That's great, 10/10.


----------



## RayO_ElGatubelo (Sep 24, 2010)

RandyDarkshade said:


> Umm, probably because you are human and not an ape. Also when creatures/plants "evolve" nothing stays the same. One or more things change one evolution happens.


 





WHAT THE... HOW DARE YOU CALL ME A HUMAN!!!


----------



## jeff (Sep 24, 2010)

RandyDarkshade said:


> Umm, probably because you are human and not an ape. Also when creatures/plants "evolve" nothing stays the same. One or more things change one evolution happens.


 
what th


----------



## TrickyDick (Sep 24, 2010)

Not the biggest fan of meat, but vegetarian and vegan "philosophy" is all bullshit.


----------



## Randy-Darkshade (Sep 24, 2010)

Shartblaster said:


> what th


 
I was responding to Ray not seeing himself as an ape.

And it is about evolution, nothing for you to worry about.


----------



## jeff (Sep 24, 2010)

RandyDarkshade said:


> I was responding to Ray not seeing himself as an ape.
> 
> And it is about evolution, nothing for you to worry about.


 
two things
1. you dont, apparently, know much about evolution
2. humans _are_ apes


----------



## Randy-Darkshade (Sep 24, 2010)

Shartblaster said:


> two things
> 1. you dont, apparently, know much about evolution
> 2. humans _are_ apes



No we are not, we are related to the apes, if we WERE apes we'd look like an ape. Last time I checked in the mirror I looked like a human, not an ape.

also I know how evolution works thank you.

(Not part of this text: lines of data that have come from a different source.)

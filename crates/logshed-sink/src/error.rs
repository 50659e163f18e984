//! Sink error taxonomy
//!
//! Only failures that propagate to the caller live here. A failed delete
//! during a cleanup sweep is reported through the diagnostic channel and
//! never becomes a `SinkError`.

use logshed_storage::StorageError;
use thiserror::Error;

/// Errors surfaced by sink operations
#[derive(Debug, Error)]
pub enum SinkError {
    /// The managed directory could not be opened or created
    #[error("failed to initialize log directory '{dir}': {source}")]
    Initialize {
        dir: String,
        #[source]
        source: StorageError,
    },

    /// An event could not be appended to its file
    #[error("failed to write log file '{file}': {source}")]
    Write {
        file: String,
        #[source]
        source: StorageError,
    },

    /// The managed directory could not be listed
    #[error("failed to list log files: {0}")]
    List(#[source] StorageError),

    /// A file could not be read back while building an export
    #[error("failed to read '{file}' during export: {source}")]
    ExportRead {
        file: String,
        #[source]
        source: StorageError,
    },

    /// The export archive could not be assembled
    #[error("failed to build export archive: {0}")]
    Archive(String),
}

impl SinkError {
    /// Create a new Initialize error
    pub fn initialize(dir: impl Into<String>, source: StorageError) -> Self {
        Self::Initialize {
            dir: dir.into(),
            source,
        }
    }

    /// Create a new Write error
    pub fn write(file: impl Into<String>, source: StorageError) -> Self {
        Self::Write {
            file: file.into(),
            source,
        }
    }

    /// Create a new ExportRead error
    pub fn export_read(file: impl Into<String>, source: StorageError) -> Self {
        Self::ExportRead {
            file: file.into(),
            source,
        }
    }

    /// Create a new Archive error
    pub fn archive(message: impl Into<String>) -> Self {
        Self::Archive(message.into())
    }
}

#[cfg(test)]
mod tests {
    use super::*;
    use std::error::Error as _;

    #[test]
    fn test_initialize_names_the_directory() {
        let err = SinkError::initialize("logs", StorageError::access_denied("logs"));
        assert!(err.to_string().contains("logs"));
        assert!(matches!(err, SinkError::Initialize { .. }));
    }

    #[test]
    fn test_write_names_the_file() {
        let err = SinkError::write("log-20240115.txt", StorageError::io("disk full"));
        assert!(err.to_string().contains("log-20240115.txt"));
        assert!(err.to_string().contains("disk full"));
    }

    #[test]
    fn test_export_read_names_the_file() {
        let err = SinkError::export_read("a.txt", StorageError::file_locked("a.txt"));
        assert!(err.to_string().contains("a.txt"));
        assert!(matches!(err, SinkError::ExportRead { .. }));
    }

    #[test]
    fn test_source_chain_is_preserved() {
        let err = SinkError::write("f.txt", StorageError::file_locked("f.txt"));
        let source = err.source().unwrap();
        assert!(source.to_string().contains("locked"));
    }

    #[test]
    fn test_archive_carries_message() {
        let err = SinkError::archive("zip finish failed");
        assert_eq!(err.to_string(), "failed to build export archive: zip finish failed");
    }
}
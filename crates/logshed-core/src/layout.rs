//! Line layouts for rendering events as text

use crate::event::LogEvent;

/// Formats a log event into a single line of text
///
/// Layouts are pure and synchronous; a sink calls the layout once per event
/// and appends the result to storage. The returned line carries no trailing
/// line terminator; the sink adds the platform-appropriate one.
pub trait Layout: Send + Sync {
    /// Render the event as one line
    fn format(&self, event: &LogEvent) -> String;
}

/// Default pipe-separated layout
///
/// Renders `timestamp|LEVEL|sequence|source|message`, with an attached error
/// appended as a final `|error` field when present.
#[derive(Debug, Clone, Copy, Default)]
pub struct SingleLineLayout;

impl Layout for SingleLineLayout {
    fn format(&self, event: &LogEvent) -> String {
        let mut line = format!(
            "{}|{}|{}|{}|{}",
            event.timestamp.format("%Y-%m-%d %H:%M:%S%.3f"),
            event.level,
            event.sequence,
            event.source,
            event.message
        );
        if let Some(error) = &event.error {
            line.push('|');
            line.push_str(error);
        }
        line
    }
}
//! Internal diagnostics side-channel
//!
//! Sinks recover from some failures locally (a single file in a retention
//! sweep failing to delete) instead of surfacing them to callers. Those
//! recovered failures are reported here.

use std::error::Error;
use std::sync::{Mutex, MutexGuard, PoisonError};

use tracing::warn;

/// Side-channel for non-fatal internal failures
///
/// Nothing reported through this trait ever propagates to a sink's caller;
/// the operation that reported it continues.
pub trait InternalLog: Send + Sync {
    /// Report a recovered failure with its underlying error
    fn warn(&self, message: &str, error: &dyn Error);
}

/// Default implementation forwarding to `tracing`
#[derive(Debug, Clone, Copy, Default)]
pub struct TracingInternalLog;

impl InternalLog for TracingInternalLog {
    fn warn(&self, message: &str, error: &dyn Error) {
        warn!(error = %error, "{message}");
    }
}

/// One warning captured by a [`RecordingInternalLog`]
#[derive(Debug, Clone, PartialEq, Eq)]
pub struct RecordedWarning {
    /// The reported message
    pub message: String,
    /// Display form of the underlying error
    pub error: String,
}

/// Capturing implementation for tests and simulations
///
/// Stores every reported warning in memory so assertions can inspect what a
/// sink recovered from.
#[derive(Debug, Default)]
pub struct RecordingInternalLog {
    warnings: Mutex<Vec<RecordedWarning>>,
}

impl RecordingInternalLog {
    /// Create an empty recorder
    pub fn new() -> Self {
        Self::default()
    }

    /// Snapshot of every warning recorded so far
    pub fn warnings(&self) -> Vec<RecordedWarning> {
        self.lock().clone()
    }

    /// Number of warnings recorded so far
    pub fn warning_count(&self) -> usize {
        self.lock().len()
    }

    fn lock(&self) -> MutexGuard<'_, Vec<RecordedWarning>> {
        self.warnings.lock().unwrap_or_else(PoisonError::into_inner)
    }
}

impl InternalLog for RecordingInternalLog {
    fn warn(&self, message: &str, error: &dyn Error) {
        self.lock().push(RecordedWarning {
            message: message.to_string(),
            error: error.to_string(),
        });
    }
}

#[cfg(test)]
mod tests {
    use super::*;

    /// Test that the InternalLog trait is object-safe
    fn _assert_object_safe(_: &dyn InternalLog) {}

    fn sample_error() -> std::io::Error {
        std::io::Error::new(std::io::ErrorKind::PermissionDenied, "access denied")
    }

    #[test]
    fn test_recording_starts_empty() {
        let log = RecordingInternalLog::new();
        assert_eq!(log.warning_count(), 0);
        assert!(log.warnings().is_empty());
    }

    #[test]
    fn test_recording_captures_message_and_error() {
        let log = RecordingInternalLog::new();
        log.warn("Failed to delete 'log-20200101.txt'.", &sample_error());

        let warnings = log.warnings();
        assert_eq!(warnings.len(), 1);
        assert!(warnings[0].message.contains("log-20200101.txt"));
        assert_eq!(warnings[0].error, "access denied");
    }

    #[test]
    fn test_recording_keeps_call_order() {
        let log = RecordingInternalLog::new();
        log.warn("first", &sample_error());
        log.warn("second", &sample_error());

        let warnings = log.warnings();
        assert_eq!(warnings[0].message, "first");
        assert_eq!(warnings[1].message, "second");
    }

    #[test]
    fn test_tracing_impl_does_not_panic() {
        TracingInternalLog.warn("something recovered", &sample_error());
    }
}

I don't even know why the hell I am even replying, my reply to Ray wasn't even serious. You need to stop taking things so seriously.


----------



## jeff (Sep 24, 2010)

God. Randy.
http://en.wikipedia.org/wiki/Apes

this might help
look! its got pictures.

besides i was just like "what th"
because i thought what you said was hilarious in that it didnt make any sense
what the hell is a "one evolution"
speciation is an unbroken boning line of genetics and phenotypes, typically small exclusionary portions of genetics or physical structure cause animals of the same genera and lcas from interbreeding

a lizard doesnt suddenly crap out a hairy horse-like mammal and now horses exist
change is gradual, and we share quite a bit with other apes namely chimps (whom are omnivores)

thats exactly why discerning species and subspecies is so nebulous, not to mention the re-classification of genera

have you ever wondered in your wanderings why people use the term "nonhuman ape"


----------



## Randy-Darkshade (Sep 24, 2010)

Shartblaster said:


> God. Randy.
> http://en.wikipedia.org/wiki/Apes
> 
> this might help
> ...



I'm not debating this with you.

1: you rage to much and revert to petty name calling over stupid little shit.

2: You failed to spot that my response to Ray was not a serious response. 

What part of "NOT SERIOUS" do you not comprehend? Even Ray knew I wasn't being serious as he didn't respond seriously. :v

Like I said I do know what evolution is, but that doesn't mean I have to respond to someone seriously. 

Oh I forgot, internet is srs business. :v


----------



## jeff (Sep 24, 2010)

RandyDarkshade said:


> I'm not debating this with you.
> 
> 1: you rage to much and revert to petty name calling over stupid little shit.
> 
> ...



i think ronald mcdonald is the president of the us
but im not being serious

but ill assert this fact seriously if you ask me

THUsssssss

i didnt call you anything in these posts



and i dont know how im raging
i just think what you said was hilariously incomprehensible

but i was kind of hoping youd explain the joke to me since you took such an affront to me saying "what th"
because i could barely read what you wrote
because i dont understand what a one evolution is

but uh
you dont have to do anything about it or anything.


----------



## Randy-Darkshade (Sep 24, 2010)

Shartblaster said:


> i think ronald mcdonald is the president of the us
> but im not being serious
> 
> but ill assert this fact seriously if you ask me
> ...


 
Before you edited it out of your last post it actually read "God randy, you are a fucking idiot" I haven't resorted to petty name calling. Which I haven't done in my last few posts.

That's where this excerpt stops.